Objective To investigate the accuracy of the National Early Warning Score (NEWS) to predict mortality and adverse clinical outcomes for patients with community-acquired pneumonia (CAP) compared to standard risk scores such as the pneumonia severity index (PSI) and CURB-65.
Design Secondary analysis of patients included in a previous randomised-controlled trial with a median follow-up of 6.1 years.
Settings Patients with CAP included on admission to the emergency departments (ED) of 6 tertiary care hospitals in Switzerland.
Participants A total of 925 patients with confirmed CAP were included. NEWS, PSI and CURB-65 scores were calculated on admission to the ED based on admission data.
Main outcome measure Our primary outcome was all-cause mortality within 6 years of follow-up. Secondary outcomes were adverse clinical outcome defined as intensive care unit (ICU) admission, empyema and unplanned hospital readmission all occurring within 30 days after admission. We used regression models to study associations of baseline risk scores and outcomes with the area under the receiver operating curve (AUC) as a measure of discrimination.

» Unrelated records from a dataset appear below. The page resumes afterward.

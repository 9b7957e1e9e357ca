//! Shared types and utilities for admin routes

use serde::Deserialize;
use uuid::Uuid;

use crate::error::ApiError;

/// Placeholder shown when an owner email or restaurant name cannot be joined
pub const UNKNOWN: &str = "Unknown";

/// Log comprehensive database error details for debugging
pub fn log_db_err(req_id: Uuid, step: &'static str, e: &sqlx::Error) {
    if let Some(db) = e.as_database_error() {
        tracing::error!(
            %req_id,
            step,
            code = ?db.code(),
            message = db.message(),
            table = ?db.table(),
            constraint = ?db.constraint(),
            full_error = ?e,
            "Database query failed"
        );
    } else {
        tracing::error!(%req_id, step, error = ?e, "Non-database SQLx error");
    }
}

/// Log a failed read-model query and hide its details from the caller
pub fn db_failure(req_id: Uuid, step: &'static str) -> impl FnOnce(sqlx::Error) -> ApiError {
    move |e| {
        log_db_err(req_id, step, &e);
        ApiError::Database(e.to_string())
    }
}

/// `?search=&status=` filters shared by the restaurant and subscription lists
#[derive(Debug, Default, Deserialize)]
pub struct ListFilter {
    pub search: Option<String>,
    pub status: Option<String>,
}

impl ListFilter {
    /// Trimmed search term, `None` when blank
    pub fn search(&self) -> Option<String> {
        self.search
            .as_deref()
            .map(str::trim)
            .filter(|s| !s.is_empty())
            .map(str::to_string)
    }

    /// `ILIKE` pattern matching the search term anywhere, with `%`, `_` and
    /// `\` in the term matched literally
    pub fn search_pattern(&self) -> Option<String> {
        self.search().map(|term| {
            let mut pattern = String::with_capacity(term.len() + 2);
            pattern.push('%');
            for c in term.chars() {
                if matches!(c, '%' | '_' | '\\') {
                    pattern.push('\\');
                }
                pattern.push(c);
            }
            pattern.push('%');
            pattern
        })
    }

    /// Status to match, `None` for `all` or blank
    pub fn status(&self) -> Option<String> {
        self.status
            .as_deref()
            .map(|s| s.trim().to_lowercase())
            .filter(|s| !s.is_empty() && s != "all")
    }
}

#[cfg(test)]
mod tests {
    use super::*;

    #[test]
    fn test_list_filter_normalizes_blank_and_all() {
        let filter = ListFilter {
            search: Some("   ".into()),
            status: Some("All".into()),
        };
        assert_eq!(filter.search(), None);
        assert_eq!(filter.status(), None);

        let filter = ListFilter {
            search: Some(" pizza ".into()),
            status: Some("Past_Due".into()),
        };
        assert_eq!(filter.search().as_deref(), Some("pizza"));
        assert_eq!(filter.status().as_deref(), Some("past_due"));
    }

    #[test]
    fn test_search_pattern_escapes_wildcards() {
        let filter = ListFilter {
            search: Some(" 100%_off\\ ".into()),
            status: None,
        };
        assert_eq!(
            filter.search_pattern().as_deref(),
            Some("%100\\%\\_off\\\\%")
        );

        let filter = ListFilter {
            search: Some("pizza".into()),
            status: None,
        };
        assert_eq!(filter.search_pattern().as_deref(), Some("%pizza%"));
        assert_eq!(ListFilter::default().search_pattern(), None);
    }
}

Results 6-year overall mortality was 45.1% (n=417) with a stepwise increase with higher NEWS categories. For 30 day and 6-year mortality prediction, NEWS showed only low discrimination (AUC 0.65 and 0.60) inferior compared to PSI and CURB-65. For prediction of ICU admission, NEWS showed moderate discrimination (AUC 0.73) and improved the prognostic accuracy of a regression model, including PSI (AUC from 0.66 to 0.74, p=0.001) and CURB-65 (AUC from 0.64 to 0.73, p=0.015). NEWS was also superior to PSI and CURB-65 for prediction of empyema, but did not well predict rehospitalisation.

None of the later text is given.